Whether your children are homeschooled or not, having easy hands on activities for them to do is a great way to have fun, and learn something at the same time! This guest article offers up some suggestions to get you started!
32 Easy Hands On Activities for Your Child
My niece was not home schooled. But her parents and I tried to find teachable moments to enrich her classroom learning during her non-school hours. And because I am a writer, I often pondered how teaching a homeschooler to love to write was accomplished. I set out to learn about this, and, in my searching, I discovered not just engaging activities for writing, but for many other subjects as well. So, I have compiled here 32 of what I think are some easy hands on activities that parents can use, whether in a home-schooling environment or not.
- Storytelling: One of the best ways to get students to write, I believe, is through verbal storytelling. A child’s imagination is a powerful tool. Every once in a while, stop reading books. Instead, start a story and have your child finish it. Or vice versa. Once the story is told, write it down together. Decide on each sentence and have your child write that sentence. When it is finished, your child can illustrate. Then send it off to be bound – perfect forever remembrance.
- Legos: everyone already knows about teaching fractions by Legos. You can also teach the periodic table and other elements. H2O, for example, is one block with 4 pegs, and one block with two pegs on top – voila!
- ID Cards: Have you child make his/her own ID card. Discuss what goes on an ID and why.
- Graph Paper: have your child design the ultimate bedroom, or, if older, the ultimate game room. Teaches shapes, design skills, creativity, and spatial relationships
- Kids Teaching Kids: In a homeschool situation with multiple kids, have older kids create lesson plans and teach younger siblings what they know.
- Budgeting: Provide a food budget. Kids then plan a meal, go shopping for the items, and cook one meal a week. As kids get older this can be expanded
- Create a unique Product: Have kids design a product then draw up a business plan, a prototype, and a marketing campaign
- Map of Hometown: This may require some field trips, but the ultimate project is to draw a map of at least a portion of the town/city, including attractions
- 3-D Journal: Instead of a written journal, kids can make one from construction paper and yarn and paste in cool items they find outdoors. Then they can write a small bit about the item (where they found it, what date, etc.)

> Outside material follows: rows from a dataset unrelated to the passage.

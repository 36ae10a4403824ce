//! Execution engine for running table operations with configurable parallelism.
//!
//! This module sits "above" [`crate::processing`] and provides:
//!
//! - Parallel (chunked) execution for filter/map/agg
//! - Resource limits / throttling (in-flight chunks)
//! - Real-time metrics + observer hooks for monitoring
//!
//! Results are identical to the sequential operations in [`crate::processing`]: chunk
//! outputs are concatenated (or, for aggregation, merged) in chunk order.

mod observer;
mod semaphore;

use std::ops::Range;
use std::sync::Arc;
use std::time::{Duration, Instant};

use rayon::prelude::*;
use rayon::ThreadPool;
use rayon::ThreadPoolBuilder;

use crate::accessor::Accessor;
use crate::error::{TableError, TableResult};
use crate::processing::aggregate::Grouping;
use crate::processing::{reduce, AggOptions, AggSpec, ReduceOp};
use crate::types::{Record, Table, Value};

pub use observer::{
    ExecutionEvent, ExecutionMetrics, ExecutionMetricsSnapshot, ExecutionObserver, StdErrExecutionObserver,
};

use semaphore::Semaphore;

/// Configuration for the [`ExecutionEngine`].
#[derive(Debug, Clone)]
pub struct ExecutionOptions {
    /// Number of worker threads used by the engine.
    ///
    /// If `None`, uses the platform's available parallelism.
    pub num_threads: Option<usize>,
    /// Number of records per chunk.
    pub chunk_size: usize,
    /// Upper bound on concurrently executing chunks.
    ///
    /// This is an additional throttle on top of `num_threads`.
    pub max_in_flight_chunks: usize,
    /// Options for [`ExecutionEngine::agg_parallel`].
    pub agg: AggOptions,
}

impl Default for ExecutionOptions {
    fn default() -> Self {
        let n = available_threads();
        Self {
            num_threads: Some(n),
            chunk_size: 4_096,
            max_in_flight_chunks: n,
            agg: AggOptions::default(),
        }
    }
}

fn available_threads() -> usize {
    std::thread::available_parallelism().map(|n| n.get()).unwrap_or(1)
}

/// A configurable execution engine for in-memory [`Table`] pipelines.
pub struct ExecutionEngine {
    pool: ThreadPool,
    opts: ExecutionOptions,
    observer: Option<Arc<dyn ExecutionObserver>>,
    metrics: Arc<ExecutionMetrics>,
}

impl ExecutionEngine {
    /// Create a new engine with the given options.
    ///
    /// Fails with [`TableError::InvalidArgument`] if `chunk_size == 0`,
    /// `max_in_flight_chunks == 0`, or `num_threads == Some(0)`.
    pub fn new(opts: ExecutionOptions) -> TableResult<Self> {
        if opts.chunk_size == 0 {
            return Err(TableError::invalid_argument("chunk_size must be > 0"));
        }
        if opts.max_in_flight_chunks == 0 {
            return Err(TableError::invalid_argument("max_in_flight_chunks must be > 0"));
        }
        if opts.num_threads == Some(0) {
            return Err(TableError::invalid_argument("num_threads must be > 0 when set"));
        }

        let pool = ThreadPoolBuilder::new()
            .num_threads(opts.num_threads.unwrap_or_else(available_threads))
            .build()?;

        Ok(Self {
            pool,
            opts,
            observer: None,
            metrics: Arc::new(ExecutionMetrics::new()),
        })
    }

    /// Attach an observer for execution events (metrics/logging).
    pub fn with_observer(mut self, observer: Arc<dyn ExecutionObserver>) -> Self {
        self.observer = Some(observer);
        self
    }

    /// Get a handle to real-time execution metrics.
    pub fn metrics(&self) -> Arc<ExecutionMetrics> {
        Arc::clone(&self.metrics)
    }

    /// Execute a parallel filter over the table.
    pub fn filter_parallel<F>(&self, table: &Table, predicate: F) -> Table
    where
        F: Fn(&Record) -> bool + Send + Sync,
    {
        let (start, per_chunk) = self.run_chunks(table, |records| {
            let out: Vec<Record> = records
                .iter()
                .inspect(|_| self.metrics.on_row_processed())
                .filter(|record| predicate(record))
                .cloned()
                .collect();
            (out.len(), out)
        });
        let out: Table = per_chunk.into_iter().flatten().collect();
        self.finish_run(start);
        out
    }

    /// Execute a parallel map over the table.
    pub fn map_parallel<F>(&self, table: &Table, mapper: F) -> Table
    where
        F: Fn(&Record) -> Record + Send + Sync,
    {
        let (start, per_chunk) = self.run_chunks(table, |records| {
            let out: Vec<Record> = records
                .iter()
                .inspect(|_| self.metrics.on_row_processed())
                .map(&mapper)
                .collect();
            (out.len(), out)
        });
        let out: Table = per_chunk.into_iter().flatten().collect();
        self.finish_run(start);
        out
    }

    /// Parallel [`crate::processing::agg`]: each chunk builds a partial grouping, and the
    /// partials are merged in chunk order so the output matches a sequential run.
    pub fn agg_parallel(&self, table: &Table, spec: &AggSpec) -> TableResult<Table> {
        let mut merged = Grouping::new(spec)?;
        let (start, partials) = self.run_chunks(table, |records| {
            let partial = self.partial_grouping(spec, records);
            let groups = partial.as_ref().map_or(0, Grouping::group_count);
            (groups, partial)
        });

        for partial in partials {
            if let Err(e) = partial.and_then(|p| merged.merge(p)) {
                self.fail_run(start, &e);
                return Err(e);
            }
        }

        self.emit(ExecutionEvent::AggregateFinished {
            groups: merged.group_count(),
        });
        self.finish_run(start);
        Ok(merged.finish(&self.opts.agg))
    }

    fn partial_grouping<'s>(&self, spec: &'s AggSpec, records: &[Record]) -> TableResult<Grouping<'s>> {
        let mut grouping = Grouping::new(spec)?;
        for record in records {
            self.metrics.on_row_processed();
            grouping.update(record)?;
        }
        Ok(grouping)
    }

    /// Reduce a column using the built-in reduce operation.
    ///
    /// This is sequential, but is tracked via the observer/metrics hooks.
    pub fn reduce(&self, table: &Table, accessor: &Accessor<'_, Record>, op: ReduceOp) -> TableResult<Value> {
        let start = Instant::now();
        self.metrics.begin_run();
        self.emit(ExecutionEvent::RunStarted);
        self.emit(ExecutionEvent::ReduceStarted {
            accessor: format!("{accessor:?}"),
            op,
        });

        let out = reduce(&table.records, accessor, op);
        for _ in &table.records {
            self.metrics.on_row_processed();
        }

        self.emit(ExecutionEvent::ReduceFinished {
            result: out.as_ref().ok().cloned(),
        });
        match &out {
            Ok(_) => self.finish_run(start),
            Err(e) => self.fail_run(start, e),
        }
        out
    }

    /// Run `work` over every chunk of `table` on the pool, honoring the in-flight limit.
    ///
    /// `work` returns `(output_rows, result)`; results come back in chunk order, together
    /// with the run's start time.
    fn run_chunks<T, F>(&self, table: &Table, work: F) -> (Instant, Vec<T>)
    where
        T: Send,
        F: Fn(&[Record]) -> (usize, T) + Send + Sync,
    {
        let start = Instant::now();
        self.metrics.begin_run();
        self.emit(ExecutionEvent::RunStarted);

        let sem = Semaphore::new(self.opts.max_in_flight_chunks);
        let ranges = chunk_ranges(table.row_count(), self.opts.chunk_size);

        let out = self.pool.install(|| {
            ranges
                .into_par_iter()
                .map(|range| {
                    let permit = sem.acquire();
                    if permit.waited > Duration::ZERO {
                        self.metrics.on_throttle_wait(permit.waited);
                        self.emit(ExecutionEvent::ThrottleWaited {
                            duration: permit.waited,
                        });
                    }

                    self.metrics.on_chunk_start();
                    self.emit(ExecutionEvent::ChunkStarted {
                        start_row: range.start,
                        row_count: range.len(),
                    });

                    let (output_rows, out) = work(&table.records[range]);

                    self.metrics.on_rows_emitted(output_rows);
                    self.emit(ExecutionEvent::ChunkFinished { output_rows });
                    self.metrics.on_chunk_end();
                    drop(permit);
                    out
                })
                .collect::<Vec<T>>()
        });
        (start, out)
    }

    fn finish_run(&self, start: Instant) {
        let elapsed = start.elapsed();
        self.metrics.end_run(elapsed);
        self.emit(ExecutionEvent::RunFinished {
            elapsed,
            metrics: self.metrics.snapshot(),
        });
    }

    fn fail_run(&self, start: Instant, error: &TableError) {
        self.metrics.end_run(start.elapsed());
        self.emit(ExecutionEvent::RunFailed {
            message: error.to_string(),
        });
    }

    fn emit(&self, event: ExecutionEvent) {
        if let Some(obs) = &self.observer {
            obs.on_event(&event);
        }
    }
}

fn chunk_ranges(row_count: usize, chunk_size: usize) -> Vec<Range<usize>> {
    (0..row_count)
        .step_by(chunk_size)
        .map(|start| start..(start + chunk_size).min(row_count))
        .collect()
}
//! JSON ingestion and output.
//!
//! Supported inputs:
//! - A JSON array of objects: `[{"a":1}, {"a":2}]`
//! - A single JSON object: `{"a":1}`
//! - Newline-delimited JSON (NDJSON): `{"a":1}\n{"a":2}\n`
//!
//! Nested objects are flattened into dot-path field names (`{"user":{"name":"x"}}` becomes
//! `user.name`), the same convention used to address nested fields elsewhere in the crate.

use std::fs;
use std::path::Path;

use chrono::NaiveDate;

use crate::error::{TableError, TableResult};
use crate::types::{Record, Table, Value};

/// Options for [`read_json_str`] / [`read_json_path`].
#[derive(Debug, Clone, Copy, PartialEq, Eq)]
pub struct JsonOptions {
    /// Flatten nested objects into dot-path fields. When `false`, nested objects are a
    /// [`TableError::SchemaMismatch`].
    pub flatten_nested: bool,
    /// Turn strings of the exact form `YYYY-MM-DD` into [`Value::Date`].
    pub parse_dates: bool,
}

impl Default for JsonOptions {
    fn default() -> Self {
        Self {
            flatten_nested: true,
            parse_dates: false,
        }
    }
}

/// Read a JSON or NDJSON file into a [`Table`].
pub fn read_json_path(path: impl AsRef<Path>, options: &JsonOptions) -> TableResult<Table> {
    let text = fs::read_to_string(path)?;
    read_json_str(&text, options)
}

/// Read JSON from an in-memory string into a [`Table`].
pub fn read_json_str(input: &str, options: &JsonOptions) -> TableResult<Table> {
    let trimmed = input.trim();
    if trimmed.is_empty() {
        return Err(TableError::SchemaMismatch {
            message: "json input is empty".to_string(),
        });
    }

    // First try parsing as a single JSON value (array or object).
    if let Ok(v) = serde_json::from_str::<serde_json::Value>(trimmed) {
        match v {
            serde_json::Value::Array(items) => read_json_values(&items, options),
            serde_json::Value::Object(_) => read_json_values(std::slice::from_ref(&v), options),
            _ => Err(TableError::SchemaMismatch {
                message: "json must be an object, an array of objects, or NDJSON".to_string(),
            }),
        }
    } else {
        // Fall back to NDJSON.
        let mut values = Vec::new();
        for (i, line) in trimmed.lines().enumerate() {
            let line = line.trim();
            if line.is_empty() {
                continue;
            }
            let v = serde_json::from_str::<serde_json::Value>(line).map_err(|e| TableError::SchemaMismatch {
                message: format!("invalid ndjson at line {}: {}", i + 1, e),
            })?;
            values.push(v);
        }
        read_json_values(&values, options)
    }
}

fn read_json_values(values: &[serde_json::Value], options: &JsonOptions) -> TableResult<Table> {
    let mut records = Vec::with_capacity(values.len());
    for (idx0, v) in values.iter().enumerate() {
        let row_num = idx0 + 1;
        let obj = v.as_object().ok_or_else(|| TableError::SchemaMismatch {
            message: format!("row {row_num} is not a json object"),
        })?;
        let mut record = Record::new();
        flatten_into(&mut record, "", obj, row_num, options)?;
        records.push(record);
    }
    Ok(Table::new(records))
}

fn flatten_into(
    record: &mut Record,
    prefix: &str,
    obj: &serde_json::Map<String, serde_json::Value>,
    row: usize,
    options: &JsonOptions,
) -> TableResult<()> {
    for (key, jv) in obj {
        let name = if prefix.is_empty() {
            key.clone()
        } else {
            format!("{prefix}.{key}")
        };
        match jv {
            serde_json::Value::Object(nested) if options.flatten_nested => {
                flatten_into(record, &name, nested, row, options)?;
            }
            other => {
                let value = convert_json_value(row, &name, other, options)?;
                record.insert(name, value);
            }
        }
    }
    Ok(())
}

fn convert_json_value(
    row: usize,
    column: &str,
    v: &serde_json::Value,
    options: &JsonOptions,
) -> TableResult<Value> {
    match v {
        serde_json::Value::Null => Ok(Value::Null),
        serde_json::Value::Bool(b) => Ok(Value::Bool(*b)),
        serde_json::Value::Number(n) => {
            if let Some(i) = n.as_i64() {
                Ok(Value::Int64(i))
            } else {
                n.as_f64().map(Value::Float64).ok_or_else(|| TableError::SchemaMismatch {
                    message: format!("row {row} column '{column}': number {n} is not representable"),
                })
            }
        }
        serde_json::Value::String(s) => {
            if options.parse_dates {
                if let Some(date) = parse_iso_date(s) {
                    return Ok(Value::Date(date));
                }
            }
            Ok(Value::Utf8(s.clone()))
        }
        serde_json::Value::Array(_) => Err(TableError::SchemaMismatch {
            message: format!("row {row} column '{column}': arrays are not supported"),
        }),
        serde_json::Value::Object(_) => Err(TableError::SchemaMismatch {
            message: format!("row {row} column '{column}': nested object (enable flatten_nested)"),
        }),
    }
}

fn parse_iso_date(s: &str) -> Option<NaiveDate> {
    if s.len() != 10 {
        return None;
    }
    NaiveDate::parse_from_str(s, "%Y-%m-%d").ok()
}

/// Serialize a table as a pretty-printed JSON array of objects.
pub fn to_json_string(table: &Table) -> TableResult<String> {
    Ok(serde_json::to_string_pretty(table)?)
}

/// Write a table to `path` as a JSON array of objects.
pub fn write_json_path(path: impl AsRef<Path>, table: &Table) -> TableResult<()> {
    let text = to_json_string(table)?;
    fs::write(path, text)?;
    Ok(())
}

#[cfg(test)]
mod tests {
    use super::*;

    #[test]
    fn reads_array_single_object_and_ndjson() {
        let opts = JsonOptions::default();
        assert_eq!(read_json_str(r#"[{"a":1},{"a":2}]"#, &opts).unwrap().row_count(), 2);
        assert_eq!(read_json_str(r#"{"a":1}"#, &opts).unwrap().row_count(), 1);
        let nd = read_json_str("{\"a\":1}\n\n{\"a\":2.5}\n", &opts).unwrap();
        assert_eq!(nd.records[1].get("a"), Some(&Value::Float64(2.5)));
    }

    #[test]
    fn flattens_nested_objects_with_dot_paths() {
        let t = read_json_str(r#"[{"id":1,"user":{"name":"Ada","geo":{"cc":"UK"}}}]"#, &JsonOptions::default())
            .unwrap();
        assert_eq!(t.column_names(), vec!["id", "user.name", "user.geo.cc"]);
        assert_eq!(t.records[0].get("user.geo.cc"), Some(&Value::from("UK")));
    }

    #[test]
    fn nested_objects_rejected_without_flattening() {
        let opts = JsonOptions {
            flatten_nested: false,
            ..JsonOptions::default()
        };
        let err = read_json_str(r#"{"user":{"name":"Ada"}}"#, &opts).unwrap_err();
        assert!(matches!(err, TableError::SchemaMismatch { .. }));
    }

    #[test]
    fn arrays_and_scalars_are_rejected() {
        let opts = JsonOptions::default();
        assert!(read_json_str(r#"[{"tags":[1,2]}]"#, &opts).is_err());
        assert!(read_json_str("42", &opts).is_err());
        assert!(read_json_str("   ", &opts).is_err());
        let err = read_json_str("{\"a\":1}\n{oops", &opts).unwrap_err();
        assert!(err.to_string().contains("line 2"));
    }

    #[test]
    fn iso_dates_are_optional() {
        let input = r#"{"d":"2023-07-25","s":"2023-7-25"}"#;
        let plain = read_json_str(input, &JsonOptions::default()).unwrap();
        assert_eq!(plain.records[0].get("d"), Some(&Value::from("2023-07-25")));

        let opts = JsonOptions {
            parse_dates: true,
            ..JsonOptions::default()
        };
        let dated = read_json_str(input, &opts).unwrap();
        assert_eq!(
            dated.records[0].get("d"),
            Some(&Value::Date(NaiveDate::from_ymd_opt(2023, 7, 25).unwrap()))
        );
        assert_eq!(dated.records[0].get("s"), Some(&Value::from("2023-7-25")));
    }

    #[test]
    fn output_is_an_array_of_objects() {
        let t = read_json_str(r#"[{"b":2.0,"a":null}]"#, &JsonOptions::default()).unwrap();
        let text = serde_json::to_string(&t).unwrap();
        assert_eq!(text, r#"[{"b":2,"a":null}]"#);
        assert!(to_json_string(&t).unwrap().starts_with('['));
    }
}
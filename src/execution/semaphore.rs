use std::sync::{Condvar, Mutex, MutexGuard, PoisonError};
use std::time::{Duration, Instant};

/// A small, blocking counting semaphore bounding in-flight chunks.
pub(crate) struct Semaphore {
    permits: Mutex<usize>,
    cv: Condvar,
}

/// A held permit; released when dropped, so a failing chunk cannot leak it.
pub(crate) struct Permit<'a> {
    semaphore: &'a Semaphore,
    /// Time spent blocked before the permit was granted (zero if none).
    pub(crate) waited: Duration,
}

impl Semaphore {
    /// `permits` must be non-zero; the engine validates this before building one.
    pub(crate) fn new(permits: usize) -> Self {
        Self {
            permits: Mutex::new(permits),
            cv: Condvar::new(),
        }
    }

    fn lock(&self) -> MutexGuard<'_, usize> {
        // The counter stays consistent even if a holder panicked.
        self.permits.lock().unwrap_or_else(PoisonError::into_inner)
    }

    /// Acquire one permit, blocking until available.
    pub(crate) fn acquire(&self) -> Permit<'_> {
        let start = Instant::now();
        let mut waited = false;
        let mut g = self.lock();
        while *g == 0 {
            waited = true;
            g = self.cv.wait(g).unwrap_or_else(PoisonError::into_inner);
        }
        *g -= 1;
        Permit {
            semaphore: self,
            waited: if waited { start.elapsed() } else { Duration::ZERO },
        }
    }

    fn release(&self) {
        let mut g = self.lock();
        *g += 1;
        self.cv.notify_one();
    }

    #[cfg(test)]
    fn available(&self) -> usize {
        *self.lock()
    }
}

impl Drop for Permit<'_> {
    fn drop(&mut self) {
        self.semaphore.release();
    }
}

#[cfg(test)]
mod tests {
    use super::Semaphore;

    #[test]
    fn permits_return_on_drop() {
        let sem = Semaphore::new(2);
        let a = sem.acquire();
        let b = sem.acquire();
        assert_eq!(sem.available(), 0);
        drop(a);
        assert_eq!(sem.available(), 1);
        drop(b);
        assert_eq!(sem.available(), 2);
    }

    #[test]
    fn waiter_is_woken_by_release() {
        let sem = Semaphore::new(1);
        let held = sem.acquire();
        std::thread::scope(|s| {
            let waiter = s.spawn(|| sem.acquire().waited);
            std::thread::sleep(std::time::Duration::from_millis(10));
            drop(held);
            assert!(waiter.join().unwrap() > std::time::Duration::ZERO);
        });
    }
}
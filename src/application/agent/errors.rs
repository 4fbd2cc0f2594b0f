use crate::application::tooling::ToolInvokeError;
use crate::infrastructure::model::ModelError;
use thiserror::Error;

#[derive(Debug, Error)]
pub enum AgentError {
    #[error(transparent)]
    Model(#[from] ModelError),
    #[error("tool '{tool}' invocation failed: {source}")]
    Tool {
        tool: String,
        #[source]
        source: ToolInvokeError,
    },
    #[error("model produced no parsable decision: {0}")]
    MalformedDecision(String),
}

impl AgentError {
    /// Malformed decisions abort only the current turn; everything else is
    /// fatal for the session.
    pub fn is_recoverable(&self) -> bool {
        matches!(self, AgentError::MalformedDecision(_))
    }
}
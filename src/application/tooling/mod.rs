mod error;
mod interface;
mod process;

pub use error::ToolInvokeError;
pub use interface::{ToolDescriptor, ToolSession};
pub use process::McpSession;
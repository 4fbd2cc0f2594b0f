use crate::domain::types::{ChatMessage, MessageRole};
use async_trait::async_trait;
use reqwest::Client;
use serde::{Deserialize, Serialize};
use thiserror::Error;
use tracing::{debug, info};

#[derive(Debug, Clone)]
pub struct ModelRequest {
    pub model: String,
    pub messages: Vec<ChatMessage>,
    pub temperature: f32,
}

#[derive(Debug, Clone)]
pub struct ModelResponse {
    pub message: ChatMessage,
}

#[derive(Debug, Error)]
pub enum ModelError {
    #[error("network error: {0}")]
    Network(#[from] reqwest::Error),
    #[error("model provider returned invalid response: {0}")]
    InvalidResponse(String),
}

#[async_trait]
pub trait ModelProvider: Send + Sync {
    async fn chat(&self, request: ModelRequest) -> Result<ModelResponse, ModelError>;
}

#[derive(Clone)]
pub struct OllamaClient {
    http: Client,
    base_url: String,
}

impl OllamaClient {
    pub fn new(base_url: impl Into<String>) -> Self {
        Self::with_client(base_url, Client::new())
    }

    pub fn with_client(base_url: impl Into<String>, client: Client) -> Self {
        Self {
            http: client,
            base_url: base_url.into(),
        }
    }

    fn endpoint(&self, path: &str) -> String {
        let trimmed = self.base_url.trim_end_matches('/');
        let path = path.trim_start_matches('/');
        format!("{trimmed}/{path}")
    }
}

#[async_trait]
impl ModelProvider for OllamaClient {
    async fn chat(&self, request: ModelRequest) -> Result<ModelResponse, ModelError> {
        let url = self.endpoint("/api/chat");
        let payload = OllamaChatRequest::from(&request);
        info!(
            model = request.model.as_str(),
            url = %url,
            messages = request.messages.len(),
            temperature = request.temperature,
            "Sending request to model provider"
        );
        let response: OllamaChatResponse = self
            .http
            .post(url)
            .json(&payload)
            .send()
            .await?
            .error_for_status()?
            .json()
            .await?;
        debug!("Received response from model provider");

        let message = response
            .message
            .ok_or_else(|| ModelError::InvalidResponse("missing message field".into()))?;

        let role = MessageRole::from_str(message.role.as_str())
            .ok_or_else(|| ModelError::InvalidResponse("unknown role in response".into()))?;

        Ok(ModelResponse {
            message: ChatMessage::new(role, message.content),
        })
    }
}

#[derive(Debug, Serialize)]
struct OllamaChatRequest {
    model: String,
    messages: Vec<OllamaChatMessage>,
    stream: bool,
    options: OllamaOptions,
}

#[derive(Debug, Serialize)]
struct OllamaOptions {
    temperature: f32,
}

impl From<&ModelRequest> for OllamaChatRequest {
    fn from(value: &ModelRequest) -> Self {
        Self {
            model: value.model.clone(),
            messages: value
                .messages
                .iter()
                .map(|msg| OllamaChatMessage {
                    role: msg.role.as_str().to_string(),
                    content: msg.content.clone(),
                })
                .collect(),
            stream: false,
            options: OllamaOptions {
                temperature: value.temperature,
            },
        }
    }
}

#[derive(Debug, Serialize, Deserialize)]
struct OllamaChatMessage {
    role: String,
    content: String,
}

#[derive(Debug, Deserialize)]
struct OllamaChatResponse {
    message: Option<OllamaChatMessage>,
}
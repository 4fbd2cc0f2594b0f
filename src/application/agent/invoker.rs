use std::sync::Arc;

use serde_json::{Map, Value};
use tracing::{debug, info};

use super::registry::ToolRegistry;
use crate::application::tooling::{ToolInvokeError, ToolSession};

/// Dispatches invoke decisions against the registry and the remote session,
/// returning the observation text to append to the conversation.
pub(crate) struct ToolInvoker {
    registry: ToolRegistry,
    session: Arc<dyn ToolSession>,
}

impl ToolInvoker {
    pub fn new(registry: ToolRegistry, session: Arc<dyn ToolSession>) -> Self {
        Self { registry, session }
    }

    /// An unregistered name yields a synthetic observation without touching
    /// the session. Remote failures are not caught here.
    pub async fn invoke(
        &self,
        tool: &str,
        args: Map<String, Value>,
    ) -> Result<String, ToolInvokeError> {
        if !self.registry.contains(tool) {
            debug!(tool, "decision named a tool absent from the registry");
            return Ok(format!("(unknown tool {tool})"));
        }

        let result = self.session.call_tool(tool, Value::Object(args)).await?;
        info!(tool, "Tool executed");
        Ok(format!("[tool:{tool}] {}", extract_payload(&result)))
    }
}

/// First text content block of the response, or a serialized dump of the
/// whole response when no text is present.
fn extract_payload(result: &Value) -> String {
    if let Some(blocks) = result.get("content").and_then(Value::as_array) {
        for block in blocks {
            let is_text = block
                .get("type")
                .and_then(Value::as_str)
                .map(|kind| kind.eq_ignore_ascii_case("text"))
                .unwrap_or(false);
            if is_text {
                if let Some(text) = block.get("text").and_then(Value::as_str) {
                    let trimmed = text.trim();
                    if !trimmed.is_empty() {
                        return trimmed.to_string();
                    }
                }
            }
        }
    }

    result.to_string()
}

#[cfg(test)]
mod tests {
    use super::*;
    use serde_json::json;

    #[test]
    fn prefers_first_text_content_block() {
        let result = json!({
            "content": [
                { "type": "image", "data": "..." },
                { "type": "text", "text": "  21.5 degrees, light wind  " },
                { "type": "text", "text": "second block" }
            ]
        });
        assert_eq!(extract_payload(&result), "21.5 degrees, light wind");
    }

    #[test]
    fn falls_back_to_serialized_response() {
        let result = json!({ "structuredContent": { "joke": "no content array" } });
        assert_eq!(
            extract_payload(&result),
            r#"{"structuredContent":{"joke":"no content array"}}"#
        );
    }

    #[test]
    fn empty_text_blocks_do_not_count_as_payload() {
        let result = json!({ "content": [ { "type": "text", "text": "   " } ] });
        // serde_json orders object keys alphabetically
        assert_eq!(
            extract_payload(&result),
            r#"{"content":[{"text":"   ","type":"text"}]}"#
        );
    }
}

- Kids come up with an issue of local concern: Maybe a stop sign is needed at an intersection; maybe a park should be improved. Have them write a letter to the mayor and to their representative on the City Council providing their opinion.
- Fact Checking News Stories: this is a great exercise for older kids. With all of the “fake news” on the Internet, it will be a great exercise to read an Internet story and then do the research to get the real facts.
- Geocaching App: download an app and teach kids to read a compass and map coordinates while having fun outside.
- Grow Something: Sprout dried beans and use the sprouts in cooking or see if they will actually grow into plants. Plant flower seeds and grow them in a windowsill. Or find a spot outside to start a garden.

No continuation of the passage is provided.